Les Aventures de Til Ulespiègle/XIII

CHAPITRE XIII.


Comment Ulespiègle fit aux fêtes de Pâques un jeu
au moyen duquel le prêtre et sa servante se
prirent aux cheveux avec les paysans.



Comme les fêtes de Pâques approchaient, le curé dit à Ulespiègle : « C’est l’usage ici que, la nuit de Pâques, les paysans font un jeu dans lequel ils représentent Notre-Seigneur sortant du tombeau ; tu leur aideras, car il convient que le sacristain dirige et gouverne cette affaire. » Ulespiègle pensa en lui-même : « Comment ces paysans pourront-ils conduire ce jeu ? » Puis il dit au curé : « Il n’y a aucun de ces paysans qui soit instruit ; il faut que vous me prêtiez votre servante, qui sait bien lire et écrire. – Oui, oui ! dit le curé. Prends qui tu voudras, hommes ou femmes ; d’ailleurs ma servante a déjà été de ce jeu. » La servante en fut contente, et demanda à représenter l’ange dans le tombeau, car elle savait par cœur les vers qu’il y avait à dire. Alors Ulespiègle prit deux paysans, qui, avec lui, devaient représenter les trois Maries, et il leur apprit leur rôle en latin ; le prêtre devait représenter Notre-Seigneur sortant du tombeau.

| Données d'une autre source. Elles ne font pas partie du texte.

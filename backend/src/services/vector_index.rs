use std::collections::HashMap;

use anyhow::{anyhow, Result};
use async_trait::async_trait;
use qdrant_client::{
    prelude::*,
    qdrant::{
        point_id::PointIdOptions, vectors_config::Config, CreateCollection, Distance,
        PointStruct, SearchPoints, VectorParams, VectorsConfig,
    },
};
use tokio::sync::RwLock;
use uuid::Uuid;

#[derive(Debug, Clone, PartialEq)]
pub struct NearestMatch {
    pub id: Uuid,
    pub similarity: f32,
}

/// Nearest-neighbor search over stored query embeddings.
#[async_trait]
pub trait VectorIndex: Send + Sync {
    async fn upsert(&self, id: Uuid, vector: Vec<f32>) -> Result<()>;

    /// The single closest stored vector, or `None` for an empty index.
    async fn nearest(&self, vector: &[f32]) -> Result<Option<NearestMatch>>;
}

/// Exact cosine scan over an in-process map. The default index; dedup
/// volumes are per-deployment query histories, not document corpora.
#[derive(Default)]
pub struct MemoryVectorIndex {
    entries: RwLock<HashMap<Uuid, Vec<f32>>>,
}

impl MemoryVectorIndex {
    pub fn new() -> Self {
        Self::default()
    }
}

fn cosine_similarity(a: &[f32], b: &[f32]) -> f32 {
    if a.len() != b.len() || a.is_empty() {
        return 0.0;
    }
    let dot: f32 = a.iter().zip(b).map(|(x, y)| x * y).sum();
    let norm_a: f32 = a.iter().map(|x| x * x).sum::<f32>().sqrt();
    let norm_b: f32 = b.iter().map(|x| x * x).sum::<f32>().sqrt();
    if norm_a == 0.0 || norm_b == 0.0 {
        return 0.0;
    }
    dot / (norm_a * norm_b)
}

#[async_trait]
impl VectorIndex for MemoryVectorIndex {
    async fn upsert(&self, id: Uuid, vector: Vec<f32>) -> Result<()> {
        self.entries.write().await.insert(id, vector);
        Ok(())
    }

    async fn nearest(&self, vector: &[f32]) -> Result<Option<NearestMatch>> {
        let entries = self.entries.read().await;
        let best = entries
            .iter()
            .map(|(id, stored)| NearestMatch {
                id: *id,
                similarity: cosine_similarity(vector, stored),
            })
            .max_by(|a, b| a.similarity.total_cmp(&b.similarity));
        Ok(best)
    }
}

/// Qdrant-backed index for deployments where the query log outgrows a scan.
pub struct QdrantVectorIndex {
    client: QdrantClient,
    collection: String,
}

impl QdrantVectorIndex {
    pub async fn new(url: &str, collection: &str, dimension: u64) -> Result<Self> {
        let client = QdrantClient::from_url(url).build().map_err(|e| anyhow!("{e}"))?;
        let index = Self {
            client,
            collection: collection.to_string(),
        };
        index.ensure_collection(dimension).await?;
        Ok(index)
    }

    async fn ensure_collection(&self, dimension: u64) -> Result<()> {
        let collections = self
            .client
            .list_collections()
            .await
            .map_err(|e| anyhow!("{e}"))?
            .collections;
        if collections.iter().any(|c| c.name == self.collection) {
            return Ok(());
        }
        let request = CreateCollection {
            collection_name: self.collection.clone(),
            vectors_config: Some(VectorsConfig {
                config: Some(Config::Params(VectorParams {
                    size: dimension,
                    distance: Distance::Cosine.into(),
                    ..Default::default()
                })),
            }),
            ..Default::default()
        };
        self.client
            .create_collection(&request)
            .await
            .map_err(|e| anyhow!("{e}"))?;
        Ok(())
    }
}

#[async_trait]
impl VectorIndex for QdrantVectorIndex {
    async fn upsert(&self, id: Uuid, vector: Vec<f32>) -> Result<()> {
        let payload = Payload::new();
        let point = PointStruct::new(id.to_string(), vector, payload);
        self.client
            .upsert_points_blocking(&self.collection, None, vec![point], None)
            .await
            .map_err(|e| anyhow!("{e}"))?;
        Ok(())
    }

    async fn nearest(&self, vector: &[f32]) -> Result<Option<NearestMatch>> {
        let response = self
            .client
            .search_points(&SearchPoints {
                collection_name: self.collection.clone(),
                vector: vector.to_vec(),
                limit: 1,
                ..Default::default()
            })
            .await
            .map_err(|e| anyhow!("{e}"))?;

        let nearest = response.result.into_iter().next().and_then(|scored| {
            let id = match scored.id.and_then(|p| p.point_id_options) {
                Some(PointIdOptions::Uuid(raw)) => Uuid::parse_str(&raw).ok()?,
                _ => return None,
            };
            Some(NearestMatch {
                id,
                similarity: scored.score,
            })
        });
        Ok(nearest)
    }
}

#[cfg(test)]
mod tests {
    use super::*;

    #[tokio::test]
    async fn test_empty_index_has_no_neighbor() {
        let index = MemoryVectorIndex::new();
        assert_eq!(index.nearest(&[1.0, 0.0]).await.unwrap(), None);
    }

    #[tokio::test]
    async fn test_nearest_picks_highest_cosine() {
        let index = MemoryVectorIndex::new();
        let close = Uuid::new_v4();
        let far = Uuid::new_v4();
        index.upsert(close, vec![1.0, 0.1, 0.0]).await.unwrap();
        index.upsert(far, vec![0.0, 0.0, 1.0]).await.unwrap();

        let hit = index.nearest(&[1.0, 0.0, 0.0]).await.unwrap().unwrap();
        assert_eq!(hit.id, close);
        assert!(hit.similarity > 0.9);
    }

    #[test]
    fn test_cosine_similarity_edge_cases() {
        assert_eq!(cosine_similarity(&[], &[]), 0.0);
        assert_eq!(cosine_similarity(&[1.0], &[1.0, 2.0]), 0.0);
        assert_eq!(cosine_similarity(&[0.0, 0.0], &[1.0, 1.0]), 0.0);
        assert!((cosine_similarity(&[1.0, 2.0], &[2.0, 4.0]) - 1.0).abs() < 1e-6);
    }
}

Or, lorsque Ulespiègle arriva devant le tombeau avec ses deux paysans, qui avec lui représentaient les trois Maries, la servante, qui représentait l’ange dans le tombeau, dit son rôle en latin : « Quem queritis (qui cherchez-vous) ? » Alors le paysan qui représentait la première Marie répondit, comme Ulespiègle lui avait enseigné : « Nous cherchons une vieille concubine de curé qui est borgne. » Lorsque la servante entendit qu’on se moquait d’elle et de son œil manquant, elle entra dans une violente colère contre Ulespiègle, et sauta hors du tombeau, voulant lui tomber dessus à coups de poing dans la figure ; mais le coup tomba sur la tête d’un des paysans, qui en eut l’œil au beurre noir. L’autre paysan allongea à la servante un coup de poing sur la tête qui lui fit tomber ses ailes. Le prêtre, voyant cela, laissa tomber la bannière, courut au secours de sa servante et prit l’autre paysan aux cheveux. Les voyant se pelauder ainsi devant le tombeau, les autres paysans accoururent, et la mêlée devint générale. Le curé et sa servante, ainsi que les deux paysans représentant les Maries, étaient dessous ; enfin la bataille cessa. Quant à Ulespiègle, il avait suivi avec attention la marche de l’affaire ; il s’esquiva à temps, et sortit de l’église, puis du village, où il ne revint jamais, et l’on prit un autre sacristain.